• DATASET EXTRACT:

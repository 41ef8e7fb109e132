//! Filesystem layout of the build outputs.

use serde::{Deserialize, Serialize};
use std::path::{Component, Path, PathBuf};

/// Where the bundle producer leaves its artifacts and where the
/// distributables end up.
#[derive(Debug, Clone, Serialize, Deserialize, PartialEq)]
#[serde(default)]
pub struct PathsConfig {
    /// Output directory holding the readable artifact.
    pub out_dir: PathBuf,
    /// File name of the readable distributable inside `out_dir`.
    pub readable_name: String,
    /// File name of the minified distributable inside `out_dir`.
    pub minified_name: String,
    /// Staging directory the minified build is written to.
    pub staging_dir: PathBuf,
    /// File name of the minified artifact inside `staging_dir`.
    pub staging_name: String,
}

impl Default for PathsConfig {
    fn default() -> Self {
        Self {
            out_dir: PathBuf::from("dist"),
            readable_name: "index.html".into(),
            minified_name: "index.min.html".into(),
            staging_dir: PathBuf::from("dist-minify"),
            staging_name: "index.html".into(),
        }
    }
}

impl PathsConfig {
    pub fn readable_path(&self) -> PathBuf {
        self.out_dir.join(&self.readable_name)
    }

    pub fn minified_path(&self) -> PathBuf {
        self.out_dir.join(&self.minified_name)
    }

    pub fn staging_path(&self) -> PathBuf {
        self.staging_dir.join(&self.staging_name)
    }

    /// Whether `staging_dir` is `out_dir` or one of its ancestors.
    ///
    /// Compared lexically, so `./dist`, `dist/` and `dist/sub/..` are all
    /// the same directory. A relative and an absolute path never compare
    /// as enclosing.
    pub fn staging_encloses_out_dir(&self) -> bool {
        let staging = lexical_normalize(&self.staging_dir);
        let out = lexical_normalize(&self.out_dir);
        if staging.has_root() != out.has_root() {
            return false;
        }
        out.starts_with(&staging)
    }

    /// Re-root relative directories under `base`. Absolute ones are kept.
    pub fn rooted_at(&self, base: &Path) -> Self {
        Self {
            out_dir: base.join(&self.out_dir),
            staging_dir: base.join(&self.staging_dir),
            ..self.clone()
        }
    }
}

/// Drop `.` components and resolve `..` against preceding normal
/// components, without touching the filesystem. An empty result means the
/// current directory.
pub fn lexical_normalize(path: &Path) -> PathBuf {
    let mut out = PathBuf::new();
    for component in path.components() {
        match component {
            Component::CurDir => {}
            Component::ParentDir => match out.components().next_back() {
                Some(Component::Normal(_)) => {
                    out.pop();
                }
                // `..` at the root is the root
                Some(Component::RootDir | Component::Prefix(_)) => {}
                _ => out.push(".."),
            },
            other => out.push(other.as_os_str()),
        }
    }
    out
}

#[cfg(test)]
mod tests {
    use super::*;

    #[test]
    fn default_layout() {
        let paths = PathsConfig::default();
        assert_eq!(paths.readable_path(), Path::new("dist/index.html"));
        assert_eq!(paths.minified_path(), Path::new("dist/index.min.html"));
        assert_eq!(paths.staging_path(), Path::new("dist-minify/index.html"));
    }

    #[test]
    fn rooted_at_joins_relative_dirs() {
        let paths = PathsConfig::default().rooted_at(Path::new("/work"));
        assert_eq!(paths.readable_path(), Path::new("/work/dist/index.html"));
        assert_eq!(paths.staging_path(), Path::new("/work/dist-minify/index.html"));
    }

    #[test]
    fn rooted_at_keeps_absolute_dirs() {
        let paths = PathsConfig {
            out_dir: PathBuf::from("/abs/out"),
            ..PathsConfig::default()
        }
        .rooted_at(Path::new("/work"));
        assert_eq!(paths.out_dir, Path::new("/abs/out"));
    }

    fn layout(out_dir: &str, staging_dir: &str) -> PathsConfig {
        PathsConfig {
            out_dir: PathBuf::from(out_dir),
            staging_dir: PathBuf::from(staging_dir),
            ..PathsConfig::default()
        }
    }

    #[test]
    fn lexical_normalize_resolves_dots() {
        assert_eq!(lexical_normalize(Path::new("./dist")), Path::new("dist"));
        assert_eq!(lexical_normalize(Path::new("dist/sub/..")), Path::new("dist"));
        assert_eq!(lexical_normalize(Path::new("dist/..")), Path::new(""));
        assert_eq!(lexical_normalize(Path::new("../out")), Path::new("../out"));
        assert_eq!(lexical_normalize(Path::new("/../out")), Path::new("/out"));
    }

    #[test]
    fn default_staging_does_not_enclose_output() {
        assert!(!PathsConfig::default().staging_encloses_out_dir());
        assert!(!layout("dist", "dist-minify").staging_encloses_out_dir());
        assert!(!layout("dist", "dist/minify").staging_encloses_out_dir());
    }

    #[test]
    fn aliased_and_ancestor_staging_encloses_output() {
        assert!(layout("./dist", "dist").staging_encloses_out_dir());
        assert!(layout("dist", "dist/").staging_encloses_out_dir());
        assert!(layout("dist", ".").staging_encloses_out_dir());
        assert!(layout("dist", "dist/..").staging_encloses_out_dir());
        assert!(layout("build/dist", "build").staging_encloses_out_dir());
        assert!(layout("/work/dist", "/work/./x/..").staging_encloses_out_dir());
    }
}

• INSTRUCTIONS FOR THE TASK: Reproduce the records above exactly, character for character.

• WRITTEN ANSWER:
repository 41ef8e7fb109e132
//! Filesystem layout of the build outputs.

use serde::{Deserialize, Serialize};
use std::path::{Component, Path, PathBuf};

/// Where the bundle producer leaves its artifacts and where the
/// distributables end up.
#[derive(Debug, Clone, Serialize, Deserialize, PartialEq)]
#[serde(default)]
pub struct PathsConfig {
    /// Output directory holding the readable artifact.
    pub out_dir: PathBuf,
    /// File name of the readable distributable inside `out_dir`.
    pub readable_name: String,
    /// File name of the minified distributable inside `out_dir`.
    pub minified_name: String,
    /// Staging directory the minified build is written to.
    pub staging_dir: PathBuf,
    /// File name of the minified artifact inside `staging_dir`.
    pub staging_name: String,
}

impl Default for PathsConfig {
    fn default() -> Self {
        Self {
            out_dir: PathBuf::from("dist"),
            readable_name: "index.html".into(),
            minified_name: "index.min.html".into(),
            staging_dir: PathBuf::from("dist-minify"),
            staging_name: "index.html".into(),
        }
    }
}

impl PathsConfig {
    pub fn readable_path(&self) -> PathBuf {
        self.out_dir.join(&self.readable_name)
    }

    pub fn minified_path(&self) -> PathBuf {
        self.out_dir.join(&self.minified_name)
    }

    pub fn staging_path(&self) -> PathBuf {
        self.staging_dir.join(&self.staging_name)
    }

    /// Whether `staging_dir` is `out_dir` or one of its ancestors.
    ///
    /// Compared lexically, so `./dist`, `dist/` and `dist/sub/..` are all
    /// the same directory. A relative and an absolute path never compare
    /// as enclosing.
    pub fn staging_encloses_out_dir(&self) -> bool {
        let staging = lexical_normalize(&self.staging_dir);
        let out = lexical_normalize(&self.out_dir);
        if staging.has_root() != out.has_root() {
            return false;
        }
        out.starts_with(&staging)
    }

    /// Re-root relative directories under `base`. Absolute ones are kept.
    pub fn rooted_at(&self, base: &Path) -> Self {
        Self {
            out_dir: base.join(&self.out_dir),
            staging_dir: base.join(&self.staging_dir),
            ..self.clone()
        }
    }
}

/// Drop `.` components and resolve `..` against preceding normal
/// components, without touching the filesystem. An empty result means the
/// current directory.
pub fn lexical_normalize(path: &Path) -> PathBuf {
    let mut out = PathBuf::new();
    for component in path.components() {
        match component {
            Component::CurDir => {}
            Component::ParentDir => match out.components().next_back() {
                Some(Component::Normal(_)) => {
                    out.pop();
                }
                // `..` at the root is the root
                Some(Component::RootDir | Component::Prefix(_)) => {}
                _ => out.push(".."),
            },
            other => out.push(other.as_os_str()),
        }
    }
    out
}

#[cfg(test)]
mod tests {
    use super::*;

    #[test]
    fn default_layout() {
        let paths = PathsConfig::default();
        assert_eq!(paths.readable_path(), Path::new("dist/index.html"));
        assert_eq!(paths.minified_path(), Path::new("dist/index.min.html"));
        assert_eq!(paths.staging_path(), Path::new("dist-minify/index.html"));
    }

    #[test]
    fn rooted_at_joins_relative_dirs() {
        let paths = PathsConfig::default().rooted_at(Path::new("/work"));
        assert_eq!(paths.readable_path(), Path::new("/work/dist/index.html"));
        assert_eq!(paths.staging_path(), Path::new("/work/dist-minify/index.html"));
    }

    #[test]
    fn rooted_at_keeps_absolute_dirs() {
        let paths = PathsConfig {
            out_dir: PathBuf::from("/abs/out"),
            ..PathsConfig::default()
        }
        .rooted_at(Path::new("/work"));
        assert_eq!(paths.out_dir, Path::new("/abs/out"));
    }

    fn layout(out_dir: &str, staging_dir: &str) -> PathsConfig {
        PathsConfig {
            out_dir: PathBuf::from(out_dir),
            staging_dir: PathBuf::from(staging_dir),
            ..PathsConfig::default()
        }
    }

    #[test]
    fn lexical_normalize_resolves_dots() {
        assert_eq!(lexical_normalize(Path::new("./dist")), Path::new("dist"));
        assert_eq!(lexical_normalize(Path::new("dist/sub/..")), Path::new("dist"));
        assert_eq!(lexical_normalize(Path::new("dist/..")), Path::new(""));
        assert_eq!(lexical_normalize(Path::new("../out")), Path::new("../out"));
        assert_eq!(lexical_normalize(Path::new("/../out")), Path::new("/out"));
    }

    #[test]
    fn default_staging_does_not_enclose_output() {
        assert!(!PathsConfig::default().staging_encloses_out_dir());
        assert!(!layout("dist", "dist-minify").staging_encloses_out_dir());
        assert!(!layout("dist", "dist/minify").staging_encloses_out_dir());
    }

    #[test]
    fn aliased_and_ancestor_staging_encloses_output() {
        assert!(layout("./dist", "dist").staging_encloses_out_dir());
        assert!(layout("dist", "dist/").staging_encloses_out_dir());
        assert!(layout("dist", ".").staging_encloses_out_dir());
        assert!(layout("dist", "dist/..").staging_encloses_out_dir());
        assert!(layout("build/dist", "build").staging_encloses_out_dir());
        assert!(layout("/work/dist", "/work/./x/..").staging_encloses_out_dir());
    }
}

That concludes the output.